§ **Task prompt**:
Every record is to be transcribed exactly as written.

[Start of Attachment]

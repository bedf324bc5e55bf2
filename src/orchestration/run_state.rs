//! Mutable session state for a single run. Exactly one `RunState` is live
//! per executor; it is replaced wholesale when a new run begins.

use super::types::{ItemError, ProgressSnapshot, RunSummary};
use crate::state_machine::RunStatus;
use chrono::{DateTime, Utc};
use uuid::Uuid;

/// Invariants, held at every snapshot:
/// `completed.len() + failed.len() == current_index <= total` and
/// `errors.len() == failed.len()`.
#[derive(Debug, Clone)]
pub struct RunState {
    pub run_id: Uuid,
    pub status: RunStatus,
    /// Count of items resolved so far
    pub current_index: usize,
    /// Item count, fixed at run start
    pub total: usize,
    /// Ids of items that succeeded, in resolution order
    pub completed: Vec<String>,
    /// Ids of items that failed, in resolution order
    pub failed: Vec<String>,
    /// One entry per failed item, in resolution order
    pub errors: Vec<ItemError>,
    pub started_at: DateTime<Utc>,
    pub finished_at: Option<DateTime<Utc>>,
}

impl RunState {
    /// Fresh idle state, before any run has been requested.
    pub fn idle() -> Self {
        Self::start(0)
    }

    /// State for a run over `total` items. Status starts at `Idle`; the
    /// executor applies the `Execute` transition itself.
    pub fn start(total: usize) -> Self {
        Self {
            run_id: Uuid::new_v4(),
            status: RunStatus::Idle,
            current_index: 0,
            total,
            completed: Vec::with_capacity(total),
            failed: Vec::new(),
            errors: Vec::new(),
            started_at: Utc::now(),
            finished_at: None,
        }
    }

    pub fn record_success(&mut self, item_id: String) {
        self.completed.push(item_id);
        self.current_index += 1;
    }

    pub fn record_failure(&mut self, item_id: String, label: String, message: String) {
        self.errors.push(ItemError {
            item_id: item_id.clone(),
            label,
            message,
        });
        self.failed.push(item_id);
        self.current_index += 1;
    }

    pub fn percentage(&self) -> u8 {
        if self.total == 0 {
            return 100;
        }
        ((self.current_index as f64 / self.total as f64) * 100.0).round() as u8
    }

    pub fn remaining(&self) -> usize {
        self.total - self.current_index
    }

    pub fn snapshot(&self, message: impl Into<String>) -> ProgressSnapshot {
        ProgressSnapshot {
            run_id: self.run_id,
            status: self.status,
            current: self.current_index,
            total: self.total,
            message: message.into(),
            percentage: self.percentage(),
            completed: self.completed.clone(),
            failed: self.failed.clone(),
            errors: self.errors.clone(),
            captured_at: Utc::now(),
        }
    }

    pub fn summary(&self) -> RunSummary {
        RunSummary {
            run_id: self.run_id,
            status: self.status,
            total: self.total,
            completed_count: self.completed.len(),
            failed_count: self.failed.len(),
            errors: self.errors.clone(),
            started_at: self.started_at,
            finished_at: self.finished_at,
            duration_ms: self
                .finished_at
                .map(|end| (end - self.started_at).num_milliseconds().max(0) as u64),
        }
    }
}

impl Default for RunState {
    fn default() -> Self {
        Self::idle()
    }
}

#[cfg(test)]
mod tests {
    use super::*;

    #[test]
    fn test_recording_maintains_invariant() {
        let mut state = RunState::start(3);
        state.record_success("a".into());
        state.record_failure("b".into(), "Item B".into(), "boom".into());

        assert_eq!(state.current_index, 2);
        assert_eq!(state.completed.len() + state.failed.len(), state.current_index);
        assert_eq!(state.errors.len(), state.failed.len());
        assert_eq!(state.errors[0].item_id, "b");
    }

    #[test]
    fn test_percentage_rounding() {
        let mut state = RunState::start(3);
        state.record_success("a".into());
        assert_eq!(state.percentage(), 33);
        state.record_success("b".into());
        assert_eq!(state.percentage(), 67);
        state.record_success("c".into());
        assert_eq!(state.percentage(), 100);
    }

    #[test]
    fn test_zero_total_is_always_complete() {
        let state = RunState::start(0);
        assert_eq!(state.percentage(), 100);
        assert_eq!(state.remaining(), 0);
    }

    #[test]
    fn test_summary_duration() {
        let mut state = RunState::start(1);
        state.record_success("a".into());
        state.finished_at = Some(state.started_at + chrono::Duration::milliseconds(250));
        let summary = state.summary();
        assert_eq!(summary.duration_ms, Some(250));
        assert_eq!(summary.completed_count, 1);
    }
}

[End of Attachment]

§ **Problem solution**:
repository bedf324bc5e55bf2
filename src/orchestration/run_state.rs
//! Mutable session state for a single run. Exactly one `RunState` is live
//! per executor; it is replaced wholesale when a new run begins.

use super::types::{ItemError, ProgressSnapshot, RunSummary};
use crate::state_machine::RunStatus;
use chrono::{DateTime, Utc};
use uuid::Uuid;

/// Invariants, held at every snapshot:
/// `completed.len() + failed.len() == current_index <= total` and
/// `errors.len() == failed.len()`.
#[derive(Debug, Clone)]
pub struct RunState {
    pub run_id: Uuid,
    pub status: RunStatus,
    /// Count of items resolved so far
    pub current_index: usize,
    /// Item count, fixed at run start
    pub total: usize,
    /// Ids of items that succeeded, in resolution order
    pub completed: Vec<String>,
    /// Ids of items that failed, in resolution order
    pub failed: Vec<String>,
    /// One entry per failed item, in resolution order
    pub errors: Vec<ItemError>,
    pub started_at: DateTime<Utc>,
    pub finished_at: Option<DateTime<Utc>>,
}

impl RunState {
    /// Fresh idle state, before any run has been requested.
    pub fn idle() -> Self {
        Self::start(0)
    }

    /// State for a run over `total` items. Status starts at `Idle`; the
    /// executor applies the `Execute` transition itself.
    pub fn start(total: usize) -> Self {
        Self {
            run_id: Uuid::new_v4(),
            status: RunStatus::Idle,
            current_index: 0,
            total,
            completed: Vec::with_capacity(total),
            failed: Vec::new(),
            errors: Vec::new(),
            started_at: Utc::now(),
            finished_at: None,
        }
    }

    pub fn record_success(&mut self, item_id: String) {
        self.completed.push(item_id);
        self.current_index += 1;
    }

    pub fn record_failure(&mut self, item_id: String, label: String, message: String) {
        self.errors.push(ItemError {
            item_id: item_id.clone(),
            label,
            message,
        });
        self.failed.push(item_id);
        self.current_index += 1;
    }

    pub fn percentage(&self) -> u8 {
        if self.total == 0 {
            return 100;
        }
        ((self.current_index as f64 / self.total as f64) * 100.0).round() as u8
    }

    pub fn remaining(&self) -> usize {
        self.total - self.current_index
    }

    pub fn snapshot(&self, message: impl Into<String>) -> ProgressSnapshot {
        ProgressSnapshot {
            run_id: self.run_id,
            status: self.status,
            current: self.current_index,
            total: self.total,
            message: message.into(),
            percentage: self.percentage(),
            completed: self.completed.clone(),
            failed: self.failed.clone(),
            errors: self.errors.clone(),
            captured_at: Utc::now(),
        }
    }

    pub fn summary(&self) -> RunSummary {
        RunSummary {
            run_id: self.run_id,
            status: self.status,
            total: self.total,
            completed_count: self.completed.len(),
            failed_count: self.failed.len(),
            errors: self.errors.clone(),
            started_at: self.started_at,
            finished_at: self.finished_at,
            duration_ms: self
                .finished_at
                .map(|end| (end - self.started_at).num_milliseconds().max(0) as u64),
        }
    }
}

impl Default for RunState {
    fn default() -> Self {
        Self::idle()
    }
}

#[cfg(test)]
mod tests {
    use super::*;

    #[test]
    fn test_recording_maintains_invariant() {
        let mut state = RunState::start(3);
        state.record_success("a".into());
        state.record_failure("b".into(), "Item B".into(), "boom".into());

        assert_eq!(state.current_index, 2);
        assert_eq!(state.completed.len() + state.failed.len(), state.current_index);
        assert_eq!(state.errors.len(), state.failed.len());
        assert_eq!(state.errors[0].item_id, "b");
    }

    #[test]
    fn test_percentage_rounding() {
        let mut state = RunState::start(3);
        state.record_success("a".into());
        assert_eq!(state.percentage(), 33);
        state.record_success("b".into());
        assert_eq!(state.percentage(), 67);
        state.record_success("c".into());
        assert_eq!(state.percentage(), 100);
    }

    #[test]
    fn test_zero_total_is_always_complete() {
        let state = RunState::start(0);
        assert_eq!(state.percentage(), 100);
        assert_eq!(state.remaining(), 0);
    }

    #[test]
    fn test_summary_duration() {
        let mut state = RunState::start(1);
        state.record_success("a".into());
        state.finished_at = Some(state.started_at + chrono::Duration::milliseconds(250));
        let summary = state.summary();
        assert_eq!(summary.duration_ms, Some(250));
        assert_eq!(summary.completed_count, 1);
    }
}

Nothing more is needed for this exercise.